Adapté d’un roman éponyme, le film de Kei Ishikawa, est " encadré" (premier et dernier plan) par le tableau de Magritte « la reproduction interdite » (un personnage se regarde dans un miroir, or le miroir ne reflète pas son visage mais son dos ! alors qu’un livre posé sur la cheminée lui est bien reflété dans le miroir): Tableau dans le cadre du premier plan, avant qu’un zoom ne l’isole ; métaphore ou mise en abyme de ce qui sera le questionnement sur l’identité, l’un et le multiple (et partant sur la transmission, l’héritage) ???
Voici tout d’abord une romance sentimentale. Celle qui aura uni une jeune femme Rie divorcée (épatante Sakura Andô) et Daisuke un timide dessinateur (Masataka Kubota) -(ses dessins comme floutés seront de précieux auxiliaires lors de l'enquête) ; romance traitée avec une lenteur , pudique et calculée, et cette audacieuse ellipse temporelle . Un plan d’ensemble sur la famille recomposée heureuse avant le tragique accident (mais quelle incongruité sidérante dans son traitement !!….).Or la photo du défunt sur l’autel de famille ne correspond pas du tout au « vrai » Daisuke Taniguchi (comme l’affirme le « vrai » frère) Rie engage un avocat (Satoshi Tsumabuki) sur les traces de … X ; le film va basculer dans cette « chasse à l’homme », la traque des identités
De rebondissements en rebondissements, d’indices en indices plus ou moins révélateurs, de rencontres en rencontres, d’interrogatoires en interrogatoires le cinéaste brimbale son spectateur et cherche à le perdre dans une démarche qui se veut dédaléenne, en variant rythme et ambiances, en multipliant les « fausses » pistes, pour aboutir à la découverte d’un inconnu qui aura porté plusieurs noms.
Simultanément l’enquête est devenue quête de soi (et ce dès que l'avocat entre dans le cadre ,dans la fiction ne serait-ce que par la façon de le filmer de dos comme les personnages magrittiens) et les « crises » (éructations gifles qui contrastent avec son apparente placidité) vont scander cette prise de conscience ; parallèlement le fils aîné de Rie est déboussolé car il est privé de patronyme : lui qui avait porté le nom de son père géniteur puis celui de sa mère divorcée puis celui du père adoptif, quelle sera sa « nouvelle » identité (état civil) ?

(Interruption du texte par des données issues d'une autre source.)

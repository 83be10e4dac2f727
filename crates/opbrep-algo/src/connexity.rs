//! Connexity blocks: groups of elements connected through shared sub-shapes.

use opbrep_topo::builder::make_compound;
use opbrep_topo::{explore, map_shapes_and_ancestors, IndexedShapeMap, IndexedShapeSet, Orientation, Shape, ShapeType};

/// A group of connected elements.
#[derive(Debug, Clone, Default)]
pub struct ConnexityBlock {
    /// Elements of the block. An element given twice in the input is
    /// stored once Forward and once Reversed.
    pub shapes: Vec<Shape>,
    /// True when every connection element of the block touches exactly two
    /// block elements and no element was given twice.
    pub regular: bool,
}

/// The block of `shapes` connected to the first one.
///
/// Connections go through shared sub-shapes of type `connection`; those in
/// `avoid` do not connect.
pub fn make_connexity_block(
    shapes: &[Shape],
    avoid: &IndexedShapeSet,
    connection: ShapeType,
    element: ShapeType,
) -> Vec<Shape> {
    let Some(first) = shapes.first() else {
        return Vec::new();
    };
    let mut ancestors: IndexedShapeMap<Vec<Shape>> = IndexedShapeMap::new();
    for s in shapes {
        for sub in explore(s, connection) {
            let list = ancestors.entry(&sub);
            if !list.iter().any(|x| x.is_same(s)) {
                list.push(s.clone());
            }
        }
    }

    let mut block = IndexedShapeSet::new();
    block.insert(first.clone(), ());
    let mut i = 0;
    while let Some(s) = block.key(i).cloned() {
        i += 1;
        if s.shape_type() != element {
            continue;
        }
        for sub in explore(&s, connection) {
            if avoid.contains(&sub) {
                continue;
            }
            if let Some(list) = ancestors.get(&sub) {
                for other in list {
                    block.insert(other.clone(), ());
                }
            }
        }
    }
    block.keys().to_vec()
}

fn blocks_of(shape: &Shape, connection: ShapeType, element: ShapeType) -> (Vec<Vec<Shape>>, IndexedShapeMap<Vec<Shape>>) {
    let cmap = map_shapes_and_ancestors(shape, connection, element);
    let mut fence = IndexedShapeSet::new();
    let mut blocks = Vec::new();
    for s in explore(shape, element) {
        if fence.contains(&s) {
            continue;
        }
        fence.insert(s.clone(), ());
        let mut block = vec![s];
        let mut i = 0;
        while i < block.len() {
            let s1 = block[i].clone();
            i += 1;
            for sub in explore(&s1, connection) {
                let Some(list) = cmap.get(&sub) else {
                    continue;
                };
                for s2 in list {
                    if !fence.contains(s2) {
                        fence.insert(s2.clone(), ());
                        block.push(s2.clone());
                    }
                }
            }
        }
        blocks.push(block);
    }
    (blocks, cmap)
}

/// Connexity blocks of the `element` sub-shapes of `shape`, one compound per block.
pub fn make_connexity_blocks(shape: &Shape, connection: ShapeType, element: ShapeType) -> Vec<Shape> {
    blocks_of(shape, connection, element)
        .0
        .iter()
        .map(|b| make_compound(b))
        .collect()
}

/// Connexity blocks of a list of elements, with their regularity.
pub fn make_connexity_blocks_list(shapes: &[Shape], connection: ShapeType, element: ShapeType) -> Vec<ConnexityBlock> {
    let mut fence = IndexedShapeSet::new();
    let mut non_regular = IndexedShapeSet::new();
    let mut start = Vec::new();
    for s in shapes {
        if fence.contains(s) {
            non_regular.insert(s.clone(), ());
        } else {
            fence.insert(s.clone(), ());
            start.push(s.clone());
        }
    }

    let (blocks, cmap) = blocks_of(&make_compound(&start), connection, element);
    blocks
        .into_iter()
        .map(|block| {
            let mut cb = ConnexityBlock {
                shapes: Vec::with_capacity(block.len()),
                regular: true,
            };
            for s in block {
                if non_regular.contains(&s) {
                    cb.regular = false;
                    cb.shapes.push(s.oriented(Orientation::Forward));
                    cb.shapes.push(s.oriented(Orientation::Reversed));
                    continue;
                }
                if cb.regular {
                    cb.regular = explore(&s, connection)
                        .iter()
                        .all(|sub| cmap.get(sub).is_some_and(|l| l.len() == 2));
                }
                cb.shapes.push(s);
            }
            cb
        })
        .collect()
}

#[cfg(test)]
mod tests {
    use super::*;
    use opbrep_math::Point3;
    use opbrep_primitives::make_box;
    use opbrep_topo::map_shapes;

    #[test]
    fn test_closed_shell_is_one_regular_block() {
        let b = make_box(Point3::origin(), 1.0, 1.0, 1.0).unwrap();
        let blocks = make_connexity_blocks(&b, ShapeType::Edge, ShapeType::Face);
        assert_eq!(blocks.len(), 1);
        let faces = explore(&b, ShapeType::Face);
        let list = make_connexity_blocks_list(&faces, ShapeType::Edge, ShapeType::Face);
        assert_eq!(list.len(), 1);
        assert!(list[0].regular);
        assert_eq!(list[0].shapes.len(), 6);
    }

    #[test]
    fn test_avoided_edges_split_blocks() {
        let b = make_box(Point3::origin(), 1.0, 1.0, 1.0).unwrap();
        let faces = explore(&b, ShapeType::Face);
        // Cut the shell along the four edges of the bottom face.
        let avoid = map_shapes(&faces[0], ShapeType::Edge);
        let block = make_connexity_block(&faces, &avoid, ShapeType::Edge, ShapeType::Face);
        assert_eq!(block.len(), 1);
        let rest: Vec<Shape> = faces[1..].to_vec();
        let block = make_connexity_block(&rest, &avoid, ShapeType::Edge, ShapeType::Face);
        assert_eq!(block.len(), 5);
    }

    #[test]
    fn test_duplicate_face_breaks_regularity() {
        let b = make_box(Point3::origin(), 1.0, 1.0, 1.0).unwrap();
        let mut faces = explore(&b, ShapeType::Face);
        let open: Vec<Shape> = faces[..5].to_vec();
        let list = make_connexity_blocks_list(&open, ShapeType::Edge, ShapeType::Face);
        assert_eq!(list.len(), 1);
        assert!(!list[0].regular);
        faces.push(faces[0].clone());
        let list = make_connexity_blocks_list(&faces, ShapeType::Edge, ShapeType::Face);
        assert!(!list[0].regular);
        assert_eq!(list[0].shapes.len(), 7);
    }
}
#[cfg(test)]
mod tests {
    use super::*;

    #[test]
    fn test_plane_evaluate_and_project() {
        let p = Plane::xy();
        let pt = p.evaluate(Point2::new(3.0, 4.0));
        assert!((pt - Point3::new(3.0, 4.0, 0.0)).norm() < 1e-12);
        let uv = p.project(&Point3::new(5.0, 7.0, 99.0)).unwrap();
        assert!((uv.x - 5.0).abs() < 1e-12);
        assert!((uv.y - 7.0).abs() < 1e-12);
    }

    #[test]
    fn test_plane_ray() {
        let p = Plane::new(Point3::new(0.0, 0.0, 2.0), Vec3::x(), Vec3::y());
        let hits = p.intersect_ray(&Point3::origin(), &Vec3::z());
        assert_eq!(hits.len(), 1);
        assert!((hits[0].0 - 2.0).abs() < 1e-12);
        assert!(p.intersect_ray(&Point3::origin(), &-Vec3::z()).is_empty());
    }

    #[test]
    fn test_plane_same_locus_ignores_orientation() {
        let a = Plane::new(Point3::origin(), Vec3::x(), Vec3::y());
        let b = Plane::new(Point3::new(3.0, 1.0, 0.0), Vec3::y(), Vec3::x());
        let c = Plane::new(Point3::new(0.0, 0.0, 1.0), Vec3::x(), Vec3::y());
        assert!(a.same_locus(&b, 1e-7));
        assert!(!a.same_locus(&c, 1e-7));
    }

    #[test]
    fn test_cylinder_project_round_trip_on_seam() {
        let c = CylinderSurface::new(5.0);
        let uv = c.project(&Point3::new(5.0, 0.0, 3.0)).unwrap();
        assert!(uv.x.abs() < 1e-12);
        assert!((uv.y - 3.0).abs() < 1e-12);
        let back = c.project(&c.evaluate(Point2::new(1.5 * PI, 2.0))).unwrap();
        assert!((back.x - 1.5 * PI).abs() < 1e-12);
        assert!(c.project(&Point3::new(0.0, 0.0, 1.0)).is_none());
        assert_eq!(c.u_period(), Some(2.0 * PI));
    }

    #[test]
    fn test_cylinder_ray_two_hits() {
        let c = CylinderSurface::new(1.0);
        let hits = c.intersect_ray(&Point3::new(-5.0, 0.0, 0.5), &Vec3::x());
        assert_eq!(hits.len(), 2);
        assert!((hits[0].0 - 4.0).abs() < 1e-12);
        assert!((hits[1].0 - 6.0).abs() < 1e-12);
        let inside = c.intersect_ray(&Point3::new(0.0, 0.0, 0.5), &Vec3::x());
        assert_eq!(inside.len(), 1);
    }

    #[test]
    fn test_cylinder_transform() {
        let c = CylinderSurface::new(5.0);
        let c2 = c.transform(&Transform::translation(10.0, 0.0, 0.0));
        let pt = c2.evaluate(Point2::new(0.0, 0.0));
        assert!((pt.x - 15.0).abs() < 1e-10);
        assert!(c2.same_locus(&CylinderSurface::with_axis(Point3::new(10.0, 0.0, 7.0), Vec3::z(), 5.0), 1e-9));
    }

    #[test]
    fn test_line_project() {
        let line = Line3d::from_points(Point3::origin(), Point3::new(10.0, 0.0, 0.0));
        assert!((line.evaluate(0.5).x - 5.0).abs() < 1e-12);
        assert!((line.project(&Point3::new(2.5, 3.0, 0.0)).unwrap() - 0.25).abs() < 1e-12);
    }

    #[test]
    fn test_circle_project_periodic() {
        let circle = Circle3d::new(Point3::origin(), 5.0);
        assert!((circle.evaluate(0.0).x - 5.0).abs() < 1e-12);
        let t = circle.project(&Point3::new(0.0, -5.0, 0.0)).unwrap();
        assert!((t - 1.5 * PI).abs() < 1e-12);
        let frame = Circle3d::with_frame(Point3::origin(), 1.0, Vec3::z(), Vec3::y());
        assert!((frame.evaluate(0.0) - Point3::new(0.0, 1.0, 0.0)).norm() < 1e-12);
    }
}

Certes ce film interroge sur ce qui fait « un homme » (l’article un dans son acception usuelle d’indéfini et non de singularité) c’est-à-dire sur les facteurs qui conditionnent l’identité de tel ou tel, de même qu’il insiste sur la pression sociale, sur l’intégration, les faux-semblants et les secrets ; un film qui joue avec le « brouillage » (à l’instar des dessins signés Daisuke ?) ; certes les protagonistes dits « secondaires » bénéficient d'une égalité de traitement (du professeur de boxe au détenu pour trafic falsification de documents, en passant par la petite amie du vrai Daisuke ). Certes le racisme japonais -à l’encontre des Coréens entre autres- est vigoureusement dénoncé (propos xénophobes du détenu, manifs et slogans nationalistes)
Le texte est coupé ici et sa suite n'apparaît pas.